Your boss has just asked you to cut at least 10% from your department's budget, starting immediately. Easier said than done, right?

As you carefully study your expenditures, you're faced with a seemingly impossible task. How do you decide what to cut? Where can you save the most money without hurting team morale, or lowering people's productivity?

Should you eliminate coffee and morning doughnuts, or cut back on office supplies? Is it worth spending a small amount of money making the office more eco-friendly, to help you save later on?

Most organizations have to cut costs at some point. In today's economic climate, it's more important than ever for businesses to watch their budgets, and to make sure they eliminate any unnecessary spending. When cost-cutting is down to you, however, it can be difficult to know where to start. Cutting the right things at the right time is a delicate balancing act.

In this article, we look at some easy ways to cut your budget, and offer some suggestions to get you started.

Where to Start

Once you sit down with your budget, there's a chance you might feel overwhelmed. While your team might not need everything that's on the list, some items – like company vehicles or holiday parties are nice to have.

If that's the case, where do you begin?

  • Establish the essentials – It's important to identify the things your department absolutely cannot live without. Every business is different, of course, so necessary expenditures for one company aren't always essential for another.
  • Identify the 'luxuries' – Once you create the list of things you can't live without, look at what's left. Some of these are probably luxury items; expenses that aren't absolutely necessary, and could easily be cut – for example, fresh flowers in the reception area.
  • Review your 'maybe' items – These are the things you're not so sure about. When you look at these less obvious expenditures, assess the costs against the tangible and intangible benefits of these items.
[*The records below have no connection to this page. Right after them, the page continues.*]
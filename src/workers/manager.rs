//! # WorkerManager: owns the worker set and its supervision.
//!
//! The manager is the only component that creates, indexes, and removes
//! [`Worker`] handles. Spawning wires four service loops per worker:
//!
//! ```text
//! spawn(id?, env?)
//!   ├─► WorkerRuntime task (the worker itself)
//!   ├─► reply listener    (Info → cache, TaskInfo → store/hooks/eviction)
//!   ├─► cache refresher   (GetWorkerInfo every cache_interval)
//!   └─► supervisor        (awaits the runtime's JoinHandle)
//!
//! supervisor on exit:
//!   clean (shutdown / channel drained / close)  → remove handle, stop
//!   crash (panic, kill, fatal)                  → cancel in-flight token
//!       (running executions are lost; pending replies become error
//!       reports), remove handle,
//!       attempt < limit:  sleep min(1s·2^attempt, 30s), respawn same id
//!       attempt ≥ limit:  force-close, report, leave slot free
//! ```
//!
//! ## Rules
//! - `spawn` refuses at `max_workers` and requires an initialized registry.
//! - `get_available` returns the least-loaded worker whose **cached** load
//!   is under its cap; a worker that was never polled is not considered.
//! - Restart attempts carry across respawns of the same id; the counter is
//!   not reset by a successful spawn, only by the slot being vacated.

use std::sync::atomic::{AtomicU64, Ordering};
use std::sync::{Arc, Weak};

use dashmap::DashMap;
use tokio::sync::mpsc;
use tokio::task::JoinHandle;
use tokio::time::{self, MissedTickBehavior};
use tokio_util::sync::CancellationToken;
use tracing::{debug, error, info, warn};

use crate::error::QueueError;
use crate::queue::QueueCore;
use crate::workers::handle::Worker;
use crate::workers::message::{WorkerEnv, WorkerExit, WorkerInfo, WorkerReply, WorkerRequest};
use crate::workers::runtime::WorkerRuntime;

/// Owns the `workerId → Worker` mapping, spawn policy, and supervision.
pub struct WorkerManager {
    core: Arc<QueueCore>,
    workers: DashMap<String, Arc<Worker>>,
    next_id: AtomicU64,
    shutdown: CancellationToken,
    weak_self: Weak<WorkerManager>,
}

impl WorkerManager {
    /// Creates a manager bound to the controller state and runtime token.
    pub(crate) fn new(core: Arc<QueueCore>, shutdown: CancellationToken) -> Arc<Self> {
        Arc::new_cyclic(|weak_self| Self {
            core,
            workers: DashMap::new(),
            next_id: AtomicU64::new(0),
            shutdown,
            weak_self: weak_self.clone(),
        })
    }

    /// Looks up a worker by id.
    pub fn get(&self, id: &str) -> Option<Arc<Worker>> {
        self.workers.get(id).map(|w| Arc::clone(w.value()))
    }

    /// Removes a worker from the set without closing it.
    pub fn remove(&self, id: &str) -> Option<Arc<Worker>> {
        self.workers.remove(id).map(|(_, w)| w)
    }

    /// Number of live workers.
    pub fn size(&self) -> usize {
        self.workers.len()
    }

    /// Visits every worker.
    pub fn for_each(&self, mut f: impl FnMut(&Arc<Worker>)) {
        for entry in self.workers.iter() {
            f(entry.value());
        }
    }

    /// Maps every worker through `f`.
    pub fn map<T>(&self, mut f: impl FnMut(&Arc<Worker>) -> T) -> Vec<T> {
        self.workers.iter().map(|e| f(e.value())).collect()
    }

    /// Sends a message to every worker; returns how many accepted it.
    pub fn broadcast(&self, request: WorkerRequest) -> usize {
        self.workers
            .iter()
            .filter(|e| e.value().send(request.clone()))
            .count()
    }

    /// Closes a worker and removes it from the set.
    pub fn close(&self, id: &str, force: bool) -> bool {
        match self.remove(id) {
            Some(worker) => {
                worker.close(force);
                true
            }
            None => false,
        }
    }

    /// Fresh info from every worker, polled concurrently.
    ///
    /// Workers that miss the deadline are skipped.
    pub async fn infos(&self) -> Vec<WorkerInfo> {
        let workers = self.map(Arc::clone);
        let polls = workers.iter().map(|w| w.get_info());
        futures::future::join_all(polls)
            .await
            .into_iter()
            .flatten()
            .collect()
    }

    /// Sum of every live worker's concurrency cap.
    pub fn total_slots(&self) -> u32 {
        self.workers
            .iter()
            .map(|e| e.value().max_concurrent_tasks())
            .sum()
    }

    /// Live workers with spare cached capacity, ascending by load.
    ///
    /// Workers that were never polled are excluded.
    pub(crate) fn available_workers(&self) -> Vec<(u32, u32, Arc<Worker>)> {
        let mut available: Vec<(u32, u32, Arc<Worker>)> = self
            .workers
            .iter()
            .filter_map(|entry| {
                let worker = entry.value();
                let info = worker.cached_info()?;
                let cap = worker.max_concurrent_tasks();
                (info.task_load < cap)
                    .then(|| (info.task_load, cap - info.task_load, Arc::clone(worker)))
            })
            .collect();
        available.sort_by_key(|(load, _, _)| *load);
        available
    }

    /// Spawns a new worker runtime.
    ///
    /// Refuses at `max_workers`; fails with
    /// [`QueueError::RuntimeUnavailable`] when the executor registry has not
    /// been initialized (the runtime cannot be brought up without it).
    pub async fn spawn(
        &self,
        id: Option<String>,
        env: Option<WorkerEnv>,
    ) -> Result<Arc<Worker>, QueueError> {
        self.spawn_inner(id, env, 0).await
    }

    /// Returns the least-loaded worker with spare capacity, spawning when
    /// the pool is empty or everyone is saturated and the bound allows it.
    pub async fn get_available(&self) -> Option<Arc<Worker>> {
        if self.workers.is_empty() {
            return self.spawn_or_warn().await;
        }
        if let Some((_, _, worker)) = self.available_workers().into_iter().next() {
            return Some(worker);
        }
        if self.size() < self.core.cfg.max_workers {
            return self.spawn_or_warn().await;
        }
        None
    }

    async fn spawn_or_warn(&self) -> Option<Arc<Worker>> {
        match self.spawn(None, None).await {
            Ok(worker) => Some(worker),
            Err(err) => {
                warn!(error = %err, "could not spawn worker for dispatch");
                None
            }
        }
    }

    async fn spawn_inner(
        &self,
        id: Option<String>,
        env: Option<WorkerEnv>,
        restart_attempt: u32,
    ) -> Result<Arc<Worker>, QueueError> {
        let max_workers = self.core.cfg.max_workers;
        if self.workers.len() >= max_workers {
            return Err(QueueError::WorkerLimit { max_workers });
        }
        let registry = self.core.registry().ok_or(QueueError::RuntimeUnavailable)?;

        let id = id.unwrap_or_else(|| {
            let seq = self.next_id.fetch_add(1, Ordering::Relaxed) + 1;
            format!("{}{}", self.core.cfg.worker_prefix, seq)
        });
        let env = env.unwrap_or_else(|| WorkerEnv {
            worker_id: id.clone(),
            task_directory: self.core.cfg.task_dir.clone(),
            max_task_load: self.core.cfg.max_concurrent_tasks,
        });

        let (request_tx, request_rx) = mpsc::unbounded_channel();
        let (reply_tx, reply_rx) = mpsc::unbounded_channel();
        let token = self.shutdown.child_token();
        let inflight = CancellationToken::new();

        let runtime = WorkerRuntime::new(env.clone(), registry, reply_tx, inflight.clone());
        let join = tokio::spawn(runtime.run(request_rx, token.clone()));

        let worker = Arc::new(Worker::new(
            id.clone(),
            env.clone(),
            request_tx,
            token,
            join.abort_handle(),
            inflight,
            self.core.cfg.info_timeout,
        ));
        self.workers.insert(id.clone(), Arc::clone(&worker));

        // New and restarted runtimes get the current adapter, then an
        // immediate poll to warm the info cache.
        if let Some(adapter) = self.core.store.adapter() {
            worker.send(WorkerRequest::SetDatabase { adapter });
        }
        worker.send(WorkerRequest::GetWorkerInfo);

        self.spawn_reply_listener(Arc::clone(&worker), reply_rx);
        self.spawn_refresher(Arc::clone(&worker));
        self.spawn_supervisor(Arc::clone(&worker), join, restart_attempt);

        debug!(worker_id = %id, restart_attempt, "worker spawned");
        Ok(worker)
    }

    /// Routes runtime replies: info into the cache, task outcomes into the
    /// controller (persist, hooks, eviction).
    fn spawn_reply_listener(
        &self,
        worker: Arc<Worker>,
        mut replies: mpsc::UnboundedReceiver<WorkerReply>,
    ) {
        let core = Arc::clone(&self.core);
        tokio::spawn(async move {
            while let Some(reply) = replies.recv().await {
                match reply {
                    WorkerReply::Info(info) => worker.record_info(info),
                    WorkerReply::TaskInfo(report) => core.handle_task_report(&report).await,
                }
            }
        });
    }

    /// Polls the runtime every `cache_interval` to keep `cached_info` fresh.
    fn spawn_refresher(&self, worker: Arc<Worker>) {
        let interval = self.core.cfg.cache_interval;
        let token = worker.shutdown_token().clone();
        tokio::spawn(async move {
            let mut tick = time::interval(interval);
            tick.set_missed_tick_behavior(MissedTickBehavior::Delay);
            loop {
                tokio::select! {
                    _ = token.cancelled() => break,
                    _ = tick.tick() => {
                        if worker.get_info().await.is_err() {
                            break;
                        }
                    }
                }
            }
        });
    }

    /// Watches the runtime's join handle and applies the restart policy.
    fn spawn_supervisor(
        &self,
        worker: Arc<Worker>,
        join: JoinHandle<WorkerExit>,
        restart_attempt: u32,
    ) {
        let manager = self.weak_self.clone();
        let shutdown = self.shutdown.clone();
        let backoff = self.core.cfg.restart_backoff;
        let max_attempts = self.core.cfg.max_restart_attempts;

        tokio::spawn(async move {
            let exit = join.await;
            let crashed = match &exit {
                Ok(WorkerExit::Clean) => false,
                Ok(WorkerExit::Fatal { reason }) => {
                    warn!(worker_id = %worker.id(), %reason, "worker runtime exited fatally");
                    true
                }
                // A join error is a panic or an abort. Aborts requested via
                // close() count as clean; anything else is a crash.
                Err(_) => !(worker.is_closing() || shutdown.is_cancelled()),
            };

            let Some(manager) = manager.upgrade() else {
                return;
            };
            let id = worker.id().to_string();
            manager
                .workers
                .remove_if(&id, |_, current| Arc::ptr_eq(current, &worker));

            if !crashed {
                debug!(worker_id = %id, "worker exited cleanly");
                return;
            }

            // In-flight executions die with the runtime; their pending
            // replies become error reports.
            worker.cancel_inflight();

            if restart_attempt >= max_attempts {
                error!(
                    worker_id = %id,
                    attempts = restart_attempt,
                    "worker crash limit exceeded; force-closing"
                );
                worker.close(true);
                return;
            }

            let delay = backoff.delay_for(restart_attempt);
            info!(
                worker_id = %id,
                attempt = restart_attempt + 1,
                ?delay,
                "restarting crashed worker"
            );
            tokio::select! {
                _ = shutdown.cancelled() => return,
                _ = time::sleep(delay) => {}
            }
            let env = worker.env().clone();
            if let Err(err) = manager
                .spawn_inner(Some(id.clone()), Some(env), restart_attempt + 1)
                .await
            {
                warn!(worker_id = %id, error = %err, "worker restart failed");
            }
        });
    }
}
    A good example might be your department's networking parties. They're fun, but you might at first think that you could cut them. However, when you socialize with valuable contacts during these events, they often lead to referrals and sales. You'll therefore have to judge whether these parties are a necessity or a luxury. If you expect to gain more in sales than you spend, then it may be worth keeping parties in the budget.

    Another example could be office supplies. For instance, your team might use large amounts of paper. Perhaps your company buys top-quality, expensive paper, but is this necessary? Of course, you use these items to do your work, but you could save by buying a more economical brand of paper.

Practical Budget Advice

Cutting costs is never easy, but here are some practical tips you can apply when trimming your budget:

  • Make your office more eco-friendly – This is often a great way to save money. Even small things, like switching regular light bulbs to energy-saving bulbs, can dramatically reduce your energy costs. It's a small investment up front, but the savings may last for years. You can also ask your team to turn off their computers at the end of the day to help make further savings on energy costs.
  • Use less costly supplies – Cutting your team's morning coffee might cause some bad feelings. Instead, why not use ceramic mugs, and stop paying for paper cups that get thrown away? If you currently buy an expensive brand of coffee, switch to one that's more economical.
  • Cross-train your staff – Many companies hire temporary workers when regular staff are sick or on vacation. But, if several members of your team are cross-trained – where they learn the skills of a job function different to their own – perhaps they can cover those duties, in short shifts, in addition to their regular workload.
  • Negotiate with your suppliers – You may be able to secure discounts for early payment, or large-quantity purchases of items that your team uses regularly. Explore special deals to see where you can save.
  • Buy less expensive equipment and vehicles – If you're about to replace your car or truck fleet, consider purchasing less costly and more fuel-efficient models. The same goes for office equipment: used printers and fax machines are often available for a fraction of what you'd pay for new ones. Also, consider sharing these resources, and costs, with another department within your organization.
  • Investigate videoconferencing – If your team travels a lot for meetings, explore the costs of setting up videoconferencing instead. This can help you save on travel costs.
  • Make telephone calls over the Internet – Software such as Skype allows you to make and receive telephone calls on the Internet. As long as the person you're calling has Skype too, these calls are free. This can therefore help you to save on telephone costs.
  • Cut back on magazine subscriptions – Your office or department might subscribe to industry or trade journals. These can be valuable resources for keeping your team up to date on trends and best practice, but make sure you carefully evaluate the costs against the rewards. Several team members may be able to share one subscription, and many publications offer digital versions for a reduced price.
  • Get bids on all of your services – You might be surprised at how much you can save by shopping around for the best prices on everything from shipping to office supplies.
  • Focus on efficiency – For instance, if several of your team members spend valuable time every week or month writing a report, determine whether this is really necessary. Could they spend that time on something that's more valuable? Does another team in another department create a similar report, and could you combine efforts to save time? Another benefit here is that if your team members are working more efficiently, you may be able to cut back on overtime payments.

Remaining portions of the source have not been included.